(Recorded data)
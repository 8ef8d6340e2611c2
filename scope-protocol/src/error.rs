use std::io;

use thiserror::Error;

/// Errors that may occur when reading a binary block header.
#[derive(Debug, Error)]
pub enum HeaderError {
    #[error("{0}")]
    IoError(#[from] io::Error),
    #[error("Block must start with '#', got 0x{0:02x}")]
    InvalidMarker(u8),
    #[error("Invalid digit count 0x{0:02x} in block header")]
    InvalidDigitCount(u8),
    #[error("Indefinite length blocks ('#0') are not supported")]
    IndefiniteLength,
    #[error("Invalid length field {0:?} in block header")]
    InvalidLength(String),
    #[error("Block header needs {needed} bytes, but only {got} are available")]
    Incomplete { needed: usize, got: usize },
}

/// Errors that may occur when walking the chunks of a PNG image.
#[derive(Debug, Error, Eq, PartialEq)]
pub enum FormatError {
    #[error("Invalid PNG signature")]
    InvalidSignature,
    #[error("Unexpected end of PNG data at offset {offset}")]
    UnexpectedEnd { offset: usize },
    #[error("Chunk {chunk_type} at offset {offset} is {len} bytes, but only {available} remain")]
    ChunkTooLong {
        chunk_type: String,
        offset: usize,
        len: usize,
        available: usize,
    },
}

Assignment -> All lines of the records containing "when" should be shown.

Response area ->
/// Errors that may occur when reading a binary block header.
/// Errors that may occur when walking the chunks of a PNG image.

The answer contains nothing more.